Cynapsus confirms Parkinson’s treatment in drug trial
Cynapsus Therapeutics (TSX-V:CTH) has released positive top-line data from a human volunteer proof-of-concept trial for APL-130277, a sublingual thin film strip formulation of apomorphine, for the treatment of motor fluctuations or “off episodes” in Parkinson’s disease.
The study showed a pharmacokinetic profile that compares favorably to injected apomorphine, with a mean T-max, or the time to maximum drug load in the bloodstream, of 25 minutes and good tolerability, confirming the potential of APL-130277.
“The successful completion of this first-in-man study is an important de-risking event for APL-130277 and sets the stage for completing the clinical requirements over the next two years to qualify for an accelerated New Drug Application,” CEO Anthony Giovinazzo said in a statement.

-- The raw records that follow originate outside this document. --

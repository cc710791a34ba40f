//! Row and parameter types for SQL sessions.
//!
//! Rows are decoded into `serde_json::Value` cells keyed by column name.

use base64::Engine as _;
use base64::engine::general_purpose::STANDARD;
use chrono::{DateTime, NaiveDate, NaiveDateTime, NaiveTime, Utc};
use rust_decimal::Decimal;
use serde_json::Value;
use sqlx::postgres::{PgArguments, PgColumn, PgRow};
use sqlx::query::Query;
use sqlx::{Column, Postgres, Row, TypeInfo, ValueRef};
use uuid::Uuid;

/// A positional query parameter, bound as `$1`, `$2`, ...
#[derive(Debug, Clone, PartialEq)]
pub enum QueryParam {
    Null,
    Bool(bool),
    Int(i64),
    Float(f64),
    Text(String),
    Bytes(Vec<u8>),
    Json(Value),
    Uuid(Uuid),
    Timestamp(DateTime<Utc>),
    Decimal(Decimal),
}

impl QueryParam {
    pub(crate) fn bind<'q>(
        &'q self,
        query: Query<'q, Postgres, PgArguments>,
    ) -> Query<'q, Postgres, PgArguments> {
        match self {
            QueryParam::Null => query.bind(None::<String>),
            QueryParam::Bool(v) => query.bind(*v),
            QueryParam::Int(v) => query.bind(*v),
            QueryParam::Float(v) => query.bind(*v),
            QueryParam::Text(v) => query.bind(v.as_str()),
            QueryParam::Bytes(v) => query.bind(v.as_slice()),
            QueryParam::Json(v) => query.bind(sqlx::types::Json(v)),
            QueryParam::Uuid(v) => query.bind(*v),
            QueryParam::Timestamp(v) => query.bind(*v),
            QueryParam::Decimal(v) => query.bind(*v),
        }
    }
}

impl From<bool> for QueryParam {
    fn from(v: bool) -> Self {
        QueryParam::Bool(v)
    }
}

impl From<i32> for QueryParam {
    fn from(v: i32) -> Self {
        QueryParam::Int(v.into())
    }
}

impl From<i64> for QueryParam {
    fn from(v: i64) -> Self {
        QueryParam::Int(v)
    }
}

impl From<f64> for QueryParam {
    fn from(v: f64) -> Self {
        QueryParam::Float(v)
    }
}

impl From<&str> for QueryParam {
    fn from(v: &str) -> Self {
        QueryParam::Text(v.to_string())
    }
}

impl From<String> for QueryParam {
    fn from(v: String) -> Self {
        QueryParam::Text(v)
    }
}

impl From<Uuid> for QueryParam {
    fn from(v: Uuid) -> Self {
        QueryParam::Uuid(v)
    }
}

impl From<DateTime<Utc>> for QueryParam {
    fn from(v: DateTime<Utc>) -> Self {
        QueryParam::Timestamp(v)
    }
}

impl<T: Into<QueryParam>> From<Option<T>> for QueryParam {
    fn from(v: Option<T>) -> Self {
        v.map(Into::into).unwrap_or(QueryParam::Null)
    }
}

/// One result row: column name to value, in column order.
#[derive(Debug, Clone, PartialEq)]
pub struct RowMap {
    columns: Vec<(String, Value)>,
    case_insensitive: bool,
}

impl RowMap {
    pub fn new(columns: Vec<(String, Value)>, case_insensitive: bool) -> Self {
        Self {
            columns,
            case_insensitive,
        }
    }

    /// Look up a column. Exact names win over case-insensitive matches.
    pub fn get(&self, column: &str) -> Option<&Value> {
        let exact = self
            .columns
            .iter()
            .find(|(name, _)| name == column)
            .map(|(_, value)| value);

        match exact {
            Some(value) => Some(value),
            None if self.case_insensitive => self
                .columns
                .iter()
                .find(|(name, _)| name.eq_ignore_ascii_case(column))
                .map(|(_, value)| value),
            None => None,
        }
    }

    pub fn len(&self) -> usize {
        self.columns.len()
    }

    pub fn is_empty(&self) -> bool {
        self.columns.is_empty()
    }

    pub fn column_names(&self) -> impl Iterator<Item = &str> {
        self.columns.iter().map(|(name, _)| name.as_str())
    }

    pub fn iter(&self) -> impl Iterator<Item = (&str, &Value)> {
        self.columns.iter().map(|(name, value)| (name.as_str(), value))
    }

    /// The row as a JSON object. Later duplicates of a column name win.
    pub fn into_json(self) -> Value {
        Value::Object(self.columns.into_iter().collect())
    }
}

/// Converter from Postgres rows to [`RowMap`].
pub(crate) struct PgValueConverter;

impl PgValueConverter {
    pub fn row_map(pg_row: &PgRow, case_insensitive: bool) -> RowMap {
        let columns = pg_row
            .columns()
            .iter()
            .enumerate()
            .map(|(idx, col)| (col.name().to_string(), Self::extract_value(pg_row, col, idx)))
            .collect();

        RowMap::new(columns, case_insensitive)
    }

    fn extract_value(row: &PgRow, column: &PgColumn, index: usize) -> Value {
        match row.try_get_raw(index) {
            Ok(raw) if raw.is_null() => return Value::Null,
            Err(_) => return Value::Null,
            _ => {}
        }

        Self::decode_by_type(row, index, column.type_info().name())
    }

    fn decode_by_type(row: &PgRow, index: usize, type_name: &str) -> Value {
        match type_name {
            "BOOL" => Self::decode::<bool>(row, index),

            "INT2" | "SMALLINT" | "SMALLSERIAL" => Self::decode::<i16>(row, index),
            "INT4" | "INT" | "INTEGER" | "SERIAL" => Self::decode::<i32>(row, index),
            "INT8" | "BIGINT" | "BIGSERIAL" => Self::decode::<i64>(row, index),

            "FLOAT4" | "REAL" => Self::decode::<f32>(row, index),
            "FLOAT8" | "DOUBLE PRECISION" => Self::decode::<f64>(row, index),

            // Kept as text so no precision is lost.
            "NUMERIC" | "DECIMAL" => Self::decode_display::<Decimal>(row, index),

            "TEXT" | "VARCHAR" | "CHAR" | "BPCHAR" | "NAME" => Self::decode::<String>(row, index),

            "BYTEA" => row
                .try_get::<Vec<u8>, _>(index)
                .map(|bytes| Value::String(STANDARD.encode(bytes)))
                .unwrap_or(Value::Null),

            "DATE" => Self::decode_display::<NaiveDate>(row, index),
            "TIME" | "TIMETZ" => Self::decode_display::<NaiveTime>(row, index),
            "TIMESTAMP" => Self::decode_display::<NaiveDateTime>(row, index),
            "TIMESTAMPTZ" => row
                .try_get::<DateTime<Utc>, _>(index)
                .map(|t| Value::String(t.to_rfc3339()))
                .unwrap_or(Value::Null),

            "UUID" => Self::decode_display::<Uuid>(row, index),

            "JSON" | "JSONB" => row.try_get::<Value, _>(index).unwrap_or(Value::Null),

            "_INT4" | "INT4[]" => Self::decode::<Vec<i32>>(row, index),
            "_INT8" | "INT8[]" => Self::decode::<Vec<i64>>(row, index),
            "_TEXT" | "TEXT[]" | "_VARCHAR" | "VARCHAR[]" => Self::decode::<Vec<String>>(row, index),
            "_BOOL" | "BOOL[]" => Self::decode::<Vec<bool>>(row, index),
            "_FLOAT8" | "FLOAT8[]" => Self::decode::<Vec<f64>>(row, index),

            _ => Self::decode_as_string_fallback(row, index),
        }
    }

    fn decode<'r, T>(row: &'r PgRow, index: usize) -> Value
    where
        T: sqlx::Decode<'r, Postgres> + sqlx::Type<Postgres> + Into<Value>,
    {
        row.try_get::<T, _>(index).map(Into::into).unwrap_or(Value::Null)
    }

    fn decode_display<'r, T>(row: &'r PgRow, index: usize) -> Value
    where
        T: sqlx::Decode<'r, Postgres> + sqlx::Type<Postgres> + ToString,
    {
        row.try_get::<T, _>(index)
            .map(|v| Value::String(v.to_string()))
            .unwrap_or(Value::Null)
    }

    fn decode_as_string_fallback(row: &PgRow, index: usize) -> Value {
        if let Ok(s) = row.try_get_unchecked::<String, _>(index) {
            return Value::String(s);
        }
        if let Ok(v) = row.try_get::<i64, _>(index) {
            return Value::from(v);
        }
        row.try_get::<f64, _>(index)
            .map(Value::from)
            .unwrap_or(Value::Null)
    }
}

“This significant achievement, combined with the recent announcement of our 500-neurologist survey that confirmed a potentially expanded market for this acute rescue treatment of the debilitating daily freezing episodes, sets a firm foundation of credibility and potential value,” he added.
Cynapsus CMO Dr. Albert Agro said the results “confirm our hypothesis that a sublingual thin-film strip delivery of apomorphine is safe, well-tolerated and produces a rapid absorption profile that, after dose adjustment, mirrors that of a subcutaneous injection of apomorphine.”
He said the T-max of less than 25 minutes confirms that the sublingual delivery system is well equipped to provide therapeutic benefit to patients suffering from Parkinson’s disease who have “off episodes.”
A detailed analysis of the data is expected to be available within the next 30 days. Planning is now underway for the final configuration of the film strip system, for the full bioequivalence study, and a subsequent safety study in patients with Parkinson’s disease, he added.
Apomorphine, a potent dopamine agonist, is currently the only drug approved specifically for the treatment of acute motor fluctuations or freezing in patients with advanced Parkinson’s disease. It is administered by injection and can lead to numerous side-effects.
APL-130277 is a solid dosage form of apomorphine hydrochloride that dissolves rapidly under the tongue, is absorbed directly into the blood stream from the mouth and reproduces the blood levels typically obtained by injection. APL-130277 allows for easy self-administration without the injection site side effects.